At the EPICS Core Working Group meeting at JLAB the problem of
running the
gateway on 3.14 was discussed. My understanding is that when we
build the
gateway against 3.14 it uses so much cpu time that it doesn't
work correctly.
Someone mentioned that on 3.13 it already uses 75% of the
cpu.
[KE] It works correctly. It uses more CPU than the
old one. Possibly up to a factor of 2 more.
Some
questions.
Is this true? Ken should know the answers. Do you have some
actual performance
numbers?
[KE] The only real-life test is for our Hydra
Gateway, It typically uses about 75% CPU with the old version and the CPU is
saturated at about 95% with the new one. All other programs tend
to be sluggish when it is running, and the machine is too close to the
limit. It ran for a week or two during shutdown and crashed only once,
compared to much more frequently for the old one. It also has some
useful new features and bug fixes. We (including Ned) decided to not use
it further. The performance is, of course, time dependent. I
have quite a lot of StripTool plots if you want more information. The
dramatic ones are the ones taken when we changed versions. Only the CPU
changes.
[KE] This could
all be fixed by a faster machine, but replacing all our Gateway machines would
be expensive. There is no reason 3.14 should be using more CPU. It
is a problem that should be fixed now. This is the last (probably) of a
series of problems with CAS in 3.14. Jeff has fixed the others as the
Gateway has uncovered them. The long time spent getting the 3.14 Gateway
running was not from the conversion, which was done in a few days, but in
fixing the sucession of problems in CAS for 3.14. I trust Jeff can fix
this one, too, if he works on it.
If this is true then it
sounds like only a matter of time until even the 3.13
version will
fail.
[KE] It's been doing OK for some time. The load
doesn't appear to be increasing much with time. You should verify
this with Marty Smith.
I assume this only applys to
the gateway for ASD not the gateways for the CATS.
[KE] I would
guess Hydra is the most used.
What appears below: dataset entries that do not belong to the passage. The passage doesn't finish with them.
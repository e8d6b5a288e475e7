//! `heliops upload` command implementation
//!
//! Uploads a file to object storage and prints its public URL. With
//! `--attach-to`, the URL is then stored on an existing record; if the
//! upload fails the record is left untouched. Once the record is saved, the
//! file it previously pointed at is removed from the bucket.

use crate::api::Resource;
use crate::commands::ResourceKind;
use crate::context::AppContext;
use crate::error::Result;
use crate::screen::ListScreen;
use crate::storage::Storage;
use crate::with_resource;
use colored::Colorize;
use std::path::Path;
use tracing::{info, warn};

pub async fn run(
    ctx: &AppContext,
    folder: &str,
    file: &Path,
    attach_to: Option<(ResourceKind, String)>,
) -> Result<()> {
    let storage = ctx.storage()?;

    let Some((kind, id)) = attach_to else {
        let url = storage.upload_path(folder, file).await?;
        println!("{} Uploaded {}", "✓".green(), url.cyan());
        return Ok(());
    };

    ctx.require_login()?;
    with_resource!(kind, R => attach::<R>(ctx, storage, folder, file, &id).await)
}

async fn attach<R: Resource>(
    ctx: &AppContext,
    storage: &Storage,
    folder: &str,
    file: &Path,
    id: &str,
) -> Result<()> {
    let record: R = ctx.api.get(id).await?;
    let replaced = record.attachment().and_then(|url| storage.key_from_url(url));

    let mut screen = ListScreen::<R>::new(&ctx.api);
    let saved = screen
        .save_with_attachment(record, Some(id), storage.upload_path(folder, file))
        .await?;

    if let Some(key) = replaced {
        // The record already points at the new file; a leftover object is not fatal.
        match storage.delete(&key).await {
            Ok(()) => info!(key = %key, "Removed replaced attachment"),
            Err(e) => warn!(key = %key, error = %e, "Could not remove replaced attachment"),
        }
    }

    println!(
        "{} Attached {} to {} {}",
        "✓".green(),
        file.display(),
        R::LABEL,
        saved.id().cyan()
    );
    Ok(())
}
Some of the CATs probably have a light
load. Marty Smith or Mohan would be the person to contact about
this. All the stats are available from http://www.aps4.anl.gov/user_operations/index.html.
For
the ASD gateway can't we have another solution?
[KE] Yes, we can
buy a faster computer, perhaps even a Linux one. Saturn does much better
than Hydra in my tests. But the problem probably affects all portable
servers. It is possibly actually in CA as the routine using all the
timing is in tcp_recv_thread in CA. Hence it may affect CA
clients. It may be owing to thread scheduling, which is used in CA but
not in CAS, according to my understanding. Why would we not investigate
and try to fix it?
[KE] A
long-standing problem with the Gateway is that it first calls fdManager then
ca_poll. Neither quits if it has work to do. Hence the other one
cannot get time to empty its queues, etc., when one is
running. Filled queues affect the one running. And the
problem compounds and accelerates. It would be nice to multiplex them in
some way as a long-term solution.
Some
possibilities.
Run separate gatways for phoebus and oxygen.
Get a
more powerful gateway machine.
Marty